The duplicated chromosomes are pulled to opposite ends of the cell by the

  1. spindle asters at the cell poles.
  2. spindle fibers attached to the centromeres.
  3. spindle fibers attached to the metaphase plate.
  4. microtubules that cleave the cell in two.

Reveal Answer

The correct answer is B. Spindle fibers attached to the centromeres of each chromosome pair pull the pair apart and each chromosome migrates to one pole of the cell. Asters occur at the poles of the cell and are not attached to the chromosomes, so A is incorrect. Spindle fibers are not attached to the metaphase plate, but to the centromeres; C is not correct. Microtubules make up the spindle but do not cleave the cell, so D is not correct.

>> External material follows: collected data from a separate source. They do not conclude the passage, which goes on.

// src/app/store.rs
use std::collections::HashMap;
use std::fs;
use std::path::Path;
use std::time::Duration;

use rusqlite::{params, Connection, OptionalExtension};
use tracing::info;

use super::error::StoreError;

/// String key/value persistence, partitioned by scope (one scope per media kind).
pub trait KeyValueStore: Send {
    fn get(&self, scope: &str, key: &str) -> Result<Option<String>, StoreError>;
    fn set(&mut self, scope: &str, key: &str, value: &str) -> Result<(), StoreError>;
}

const SCHEMA: &str = r#"
CREATE TABLE IF NOT EXISTS kv (
  scope      TEXT    NOT NULL,
  key        TEXT    NOT NULL,
  value      TEXT    NOT NULL,
  updated_at INTEGER NOT NULL,
  PRIMARY KEY (scope, key)
)
"#;

/// SQLite-backed store. Each `set` is one upsert statement, so writes are
/// atomic per key and the last write wins.
pub struct SqliteStore {
    conn: Connection,
}

impl SqliteStore {
    pub fn open(path: &Path) -> Result<Self, StoreError> {
        if let Some(parent) = path.parent().filter(|p| !p.as_os_str().is_empty()) {
            fs::create_dir_all(parent)?;
        }
        let conn = Connection::open(path)?;
        conn.busy_timeout(Duration::from_secs(5))?;
        conn.execute_batch(SCHEMA)?;
        info!("Opened store {}", path.display());
        Ok(Self { conn })
    }

    #[cfg(test)]
    pub fn open_in_memory() -> Result<Self, StoreError> {
        let conn = Connection::open_in_memory()?;
        conn.execute_batch(SCHEMA)?;
        Ok(Self { conn })
    }

    /// Every row, optionally limited to one scope, ordered by scope then key.
    pub fn entries(&self, scope: Option<&str>) -> Result<Vec<StoreEntry>, StoreError> {
        let mut stmt = self.conn.prepare(
            "SELECT scope, key, value, updated_at FROM kv
             WHERE ?1 IS NULL OR scope = ?1
             ORDER BY scope, key",
        )?;
        let rows = stmt.query_map(params![scope], |row| {
            Ok(StoreEntry {
                scope: row.get(0)?,
                key: row.get(1)?,
                value: row.get(2)?,
                updated_at: row.get(3)?,
            })
        })?;
        let mut out = Vec::new();
        for row in rows {
            out.push(row?);
        }
        Ok(out)
    }
}

#[derive(Clone, Debug, PartialEq, Eq)]
pub struct StoreEntry {
    pub scope: String,
    pub key: String,
    pub value: String,
    /// Unix seconds of the last write.
    pub updated_at: i64,
}

impl KeyValueStore for SqliteStore {
    fn get(&self, scope: &str, key: &str) -> Result<Option<String>, StoreError> {
        let value = self
            .conn
            .query_row(
                "SELECT value FROM kv WHERE scope = ?1 AND key = ?2",
                params![scope, key],
                |row| row.get::<_, String>(0),
            )
            .optional()?;
        Ok(value)
    }

    fn set(&mut self, scope: &str, key: &str, value: &str) -> Result<(), StoreError> {
        let now = chrono::Utc::now().timestamp();
        self.conn.execute(
            "INSERT INTO kv (scope, key, value, updated_at) VALUES (?1, ?2, ?3, ?4)
             ON CONFLICT(scope, key) DO UPDATE SET value = excluded.value, updated_at = excluded.updated_at",
            params![scope, key, value, now],
        )?;
        Ok(())
    }
}

/// Volatile store; used by tests and when the database cannot be opened.
#[derive(Default)]
pub struct MemoryStore {
    values: HashMap<(String, String), String>,
}

impl KeyValueStore for MemoryStore {
    fn get(&self, scope: &str, key: &str) -> Result<Option<String>, StoreError> {
        Ok(self
            .values
            .get(&(scope.to_string(), key.to_string()))
            .cloned())
    }

    fn set(&mut self, scope: &str, key: &str, value: &str) -> Result<(), StoreError> {
        self.values
            .insert((scope.to_string(), key.to_string()), value.to_string());
        Ok(())
    }
}

#[cfg(test)]
mod tests {
    use super::*;

    fn exercise(store: &mut dyn KeyValueStore) {
        assert_eq!(store.get("movie", "favorites").unwrap(), None);
        store.set("movie", "favorites", "[1]").unwrap();
        store.set("movie", "favorites", "[1,2]").unwrap();
        store.set("tv", "favorites", "[9]").unwrap();
        assert_eq!(
            store.get("movie", "favorites").unwrap().as_deref(),
            Some("[1,2]")
        );
        assert_eq!(store.get("tv", "favorites").unwrap().as_deref(), Some("[9]"));
    }

    #[test]
    fn memory_store_scopes_keys() {
        exercise(&mut MemoryStore::default());
    }

    #[test]
    fn sqlite_store_scopes_keys() {
        exercise(&mut SqliteStore::open_in_memory().unwrap());
    }

    #[test]
    fn entries_lists_rows_by_scope() {
        let mut store = SqliteStore::open_in_memory().unwrap();
        store.set("tv", "favorites", "[9]").unwrap();
        store.set("movie", "ratings", "{}").unwrap();
        store.set("movie", "favorites", "[1]").unwrap();

        let all = store.entries(None).unwrap();
        let keys: Vec<(&str, &str)> = all
            .iter()
            .map(|e| (e.scope.as_str(), e.key.as_str()))
            .collect();
        assert_eq!(
            keys,
            vec![("movie", "favorites"), ("movie", "ratings"), ("tv", "favorites")]
        );
        assert!(all.iter().all(|e| e.updated_at > 0));

        let tv = store.entries(Some("tv")).unwrap();
        assert_eq!(tv.len(), 1);
        assert_eq!(tv[0].value, "[9]");
    }

    #[test]
    fn sqlite_store_survives_reopen() {
        let dir = tempfile::tempdir().unwrap();
        let path = dir.path().join("nested").join("store.db");
        {
            let mut store = SqliteStore::open(&path).unwrap();
            store.set("movie", "ratings", r#"{"12":3.5}"#).unwrap();
        }
        let store = SqliteStore::open(&path).unwrap();
        assert_eq!(
            store.get("movie", "ratings").unwrap().as_deref(),
            Some(r#"{"12":3.5}"#)
        );
    }
}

In plants, daughter cells are separated by the formation of a

  1. cell plate.
  2. Golgi apparatus.
  3. lignin-filled membrane.
  4. cellulose membrane.

Reveal Answer

The correct answer is A. A cell plate grows between the two daughter cells, eventually attaching to the cell membrane and dividing the two cells. B is not correct because it is not the Golgi bodies that create the cell plate, though they create the vesicles that begin to form the plate. The cell plate is made of membranous vesicles that eventually fill with pectin. They do not contain lignin, so C is incorrect. Cellulose gives a cell wall some of its rigidity. It is not part of a plant cell’s membranes, so D is not correct.

Cytokinesis is the

  1. creation of a new cell membrane.
  2. splitting of the cytoplasm.
  3. the formation of the new nuclear envelope.
  4. rupturing of the plasma membrane.

Reveal Answer

The correct answer is B. The pinching inward of the membrane in animal cells or the creation of a cell plate in plant cells separates the cytoplasm in the two daughter cells. The cell membrane in an animal cell pinches inward, and no new membrane forms, so A in not correct. A new nuclear envelope does form in the daughter cells, but this is not part of cytokinesis, so C is incorrect. The plasma membrane does not rupture, but creates a groove or cleavage in the middle of the cell as the daughter cells form, so D is not correct.

Summary

  • Plant cells share many characteristics with animal cells, including: a plasma membrane, cytoplasm, and organelles.
  • Plant cells also have unique characteristics, most notably the cell wall made of cellulose that surrounds the inner plasma membrane, and chloroplasts used for photosynthesis.